Deforestazione: escluse le sementi di soia dall’EUDR

L’Unione europea ha approvato il Regolamento UE 2023/1115, noto come EUDR (European Union Deforestation Regulation), con cui mira a ridurre il contributo dell’UE alla deforestazione globale e al degrado forestale. Il provvedimento riguarda soia, bovini, cacao, caffè, olio di palma, gomma naturale e legno.

Con un Atto delegato, adottato a luglio 2026, la Commissione ha escluso le sementi dall’ambito di applicazione del regolamento EUDR, accogliendo la richiesta del settore sementiero. Quest’ultimo, infatti, aveva evidenziato – oltre ai rischi di un onere burocratico eccessivo per le piccole e medie imprese – anche una serie di aspetti essenziali, che giustificano l’esclusione della soia destina alla semina, tra i quali:

  • La mancanza di legami con la deforestazione. Le sementi appartengono a una filiera altamente specializzata, che non incide sui flussi commerciali di materie prime sfuse (commodity) responsabili del cambiamento d’uso del suolo e del disboscamento globale.
  • La tracciabilità ed i controlli già esistenti. Le sementi sono già sottoposte a rigidi sistemi di certificazione, test e controlli specifici che garantiscono qualità e trasparenza.
  • I volumi commerciali irrilevanti. I flussi di soia destinata esclusivamente alla semina rappresentano volumi trascurabili rispetto ai quantitativi commercializzati per l’alimentazione animale o umana.
  • La tutela dell’innovazione e della produzione. L’inclusione delle sementi avrebbe rischiato di limitare l’accesso al materiale genetico per la ricerca (breeding), ostacolando l’innovazione in agricoltura e indebolendo gli sforzi dell’Unione europea per incrementare la produzione interna di proteine vegetali.
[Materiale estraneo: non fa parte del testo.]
use axum::{
    Json,
    extract::{Path, State},
    response::{IntoResponse, Response},
};
use tkr::{
    Store,
    models::{LeaderboardEntry, PrizePool},
};
use uuid::Uuid;

use crate::error::WebError;

use super::services;

#[utoipa::path(
    get,
    path = "/api/tournaments/{tournament_id}/leaderboard",
    params(
        ("tournament_id" = Uuid, Path, description = "Tournament ID")
    ),
    responses(
        (status = 200, description = "Last published standings", body = Vec<LeaderboardEntry>),
        (status = 404, description = "Tournament not found")
    ),
    tag = "leaderboard"
)]
pub async fn get_leaderboard(
    State(store): State<Store>,
    Path(tournament_id): Path<Uuid>,
) -> Result<Response, WebError> {
    let entries = services::get_leaderboard(&store, tournament_id).await?;

    Ok(Json(entries.as_slice()).into_response())
}

#[utoipa::path(
    post,
    path = "/api/tournaments/{tournament_id}/leaderboard/refresh",
    params(
        ("tournament_id" = Uuid, Path, description = "Tournament ID")
    ),
    responses(
        (status = 200, description = "Freshly rebuilt standings", body = Vec<LeaderboardEntry>),
        (status = 404, description = "Tournament not found")
    ),
    tag = "leaderboard"
)]
pub async fn refresh_leaderboard(
    State(store): State<Store>,
    Path(tournament_id): Path<Uuid>,
) -> Result<Response, WebError> {
    let entries = services::refresh_leaderboard(&store, tournament_id).await?;

    Ok(Json(entries.as_slice()).into_response())
}

#[utoipa::path(
    get,
    path = "/api/tournaments/{tournament_id}/prize-pool",
    params(
        ("tournament_id" = Uuid, Path, description = "Tournament ID")
    ),
    responses(
        (status = 200, description = "Prize pool after host cut", body = PrizePool),
        (status = 404, description = "Tournament not found or prize pool hidden")
    ),
    tag = "leaderboard"
)]
pub async fn get_prize_pool(
    State(store): State<Store>,
    Path(tournament_id): Path<Uuid>,
) -> Result<Response, WebError> {
    let pool = services::get_prize_pool(&store, tournament_id)
        .await?
        .ok_or(WebError::NotFound)?;

    Ok(Json(pool).into_response())
}
use axum::{
    Json,
    http::StatusCode,
    response::{IntoResponse, Response},
};
use serde_json::json;
use std::fmt;
use tkr::error::{EngineError, ValidationError as EngineValidation};
use validator::ValidationErrors;

/// Web layer errors
#[derive(Debug)]
pub enum WebError {
    Engine(EngineError),
    Validation(ValidationErrors),
    BadRequest(String),
    NotFound,
}

impl fmt::Display for WebError {
    fn fmt(&self, f: &mut fmt::Formatter<'_>) -> fmt::Result {
        match self {
            Self::Engine(e) => write!(f, "Engine error: {}", e),
            Self::Validation(e) => write!(f, "Validation error: {}", e),
            Self::BadRequest(msg) => write!(f, "Bad request: {}", msg),
            Self::NotFound => write!(f, "Resource not found"),
        }
    }
}

fn engine_status(error: &EngineError) -> StatusCode {
    match error {
        EngineError::NotFound => StatusCode::NOT_FOUND,
        EngineError::Configuration(_) | EngineError::Consistency { .. } => {
            StatusCode::UNPROCESSABLE_ENTITY
        }
        EngineError::Eligibility(_) => StatusCode::FORBIDDEN,
        EngineError::Validation(
            EngineValidation::DuplicateGameNumber(_)
            | EngineValidation::DuplicateTeamName(_)
            | EngineValidation::SubmissionCapReached { .. }
            | EngineValidation::SubmissionLocked,
        ) => StatusCode::CONFLICT,
        EngineError::Validation(_) => StatusCode::BAD_REQUEST,
    }
}

impl IntoResponse for WebError {
    fn into_response(self) -> Response {
        let status_code = match &self {
            Self::Engine(e) => engine_status(e),
            Self::Validation(_) => StatusCode::BAD_REQUEST,
            Self::BadRequest(_) => StatusCode::BAD_REQUEST,
            Self::NotFound => StatusCode::NOT_FOUND,
        };

        let body = match &self {
            Self::Engine(EngineError::NotFound) | Self::NotFound => {
                json!({
                    "error": "Resource not found"
                })
            }
            Self::Engine(EngineError::Eligibility(e)) => {
                tracing::debug!("Submission outside window: {}", e);
                json!({
                    "error": e.to_string(),
                    "deadline": e.deadline()
                })
            }
            Self::Engine(e) if e.is_user_facing() => {
                tracing::debug!("Submission rejected: {}", e);
                json!({
                    "error": e.to_string()
                })
            }
            Self::Engine(e) => {
                tracing::warn!("Rejected at boundary: {}", e);
                json!({
                    "error": e.to_string()
                })
            }
            Self::Validation(errors) => {
                let field_errors: Vec<String> = errors
                    .field_errors()
                    .iter()
                    .flat_map(|(field, errors)| {
                        errors.iter().map(move |e| {
                            format!(
                                "{}: {}",
                                field,
                                e.message
                                    .as_ref()
                                    .map(|m| m.to_string())
                                    .unwrap_or_else(|| e.code.to_string())
                            )
                        })
                    })
                    .collect();

                json!({
                    "error": "Validation failed",
                    "details": field_errors
                })
            }
            Self::BadRequest(msg) => {
                json!({
                    "error": msg
                })
            }
        };

        (status_code, Json(body)).into_response()
    }
}

impl From<EngineError> for WebError {
    fn from(error: EngineError) -> Self {
        Self::Engine(error)
    }
}

impl From<ValidationErrors> for WebError {
    fn from(error: ValidationErrors) -> Self {
        Self::Validation(error)
    }
}

pub type WebResult<T> = Result<T, WebError>;

#[cfg(test)]
mod tests {
    use super::*;
    use tkr::error::EligibilityError;

    fn status_of(error: EngineError) -> StatusCode {
        WebError::from(error).into_response().status()
    }

    #[test]
    fn maps_engine_errors_to_statuses() {
        assert_eq!(status_of(EngineError::NotFound), StatusCode::NOT_FOUND);
        assert_eq!(
            status_of(EngineError::Configuration("no multipliers".into())),
            StatusCode::UNPROCESSABLE_ENTITY
        );
        assert_eq!(
            status_of(EngineError::Consistency {
                declared: 10,
                actual: 9
            }),
            StatusCode::UNPROCESSABLE_ENTITY
        );
        assert_eq!(
            status_of(EngineValidation::DuplicateGameNumber(3).into()),
            StatusCode::CONFLICT
        );
        assert_eq!(
            status_of(EngineValidation::InvalidPlacement(0).into()),
            StatusCode::BAD_REQUEST
        );
    }

    #[test]
    fn eligibility_maps_to_forbidden() {
        let opens_at = chrono::NaiveDate::from_ymd_opt(2025, 1, 1)
            .unwrap()
            .and_hms_opt(12, 0, 0)
            .unwrap();
        assert_eq!(
            status_of(EligibilityError::NotYetOpen { opens_at }.into()),
            StatusCode::FORBIDDEN
        );
    }
}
Di contro, la soia per alimentazione umana o animale (al pari delle altre materie prime elencate nell’allegato I del Regolamento) rientra nell’ambito di applicazione delle misure dell’EUDR. Per tali prodotti, il provvedimento prevede una serie di obblighi, differenziati a seconda dei soggetti economici e concentrati in particolare sul primo operatore a monte della filiera. L’operatore, per poter importare o mettere a disposizione sul mercato un prodotto pertinente (non precedentemente sottoposto a Due Diligence), è tenuto a:

  1. Raccogliere informazioni sui fornitori, compresa la geolocalizzazione degli appezzamenti utilizzati e la conformità delle produzioni alla legislazione pertinente del paese.
  2. Effettuare una valutazione dei rischi strutturata e tracciabile. Solo i prodotti che presentano un rischio trascurabile possono essere immessi sul mercato dell’UE.
  3. Se la valutazione individua un rischio non trascurabile, adottare adeguate misure di mitigazione.
  4. Presentare una dichiarazione di due diligence (DDS) nel sistema informativo UE.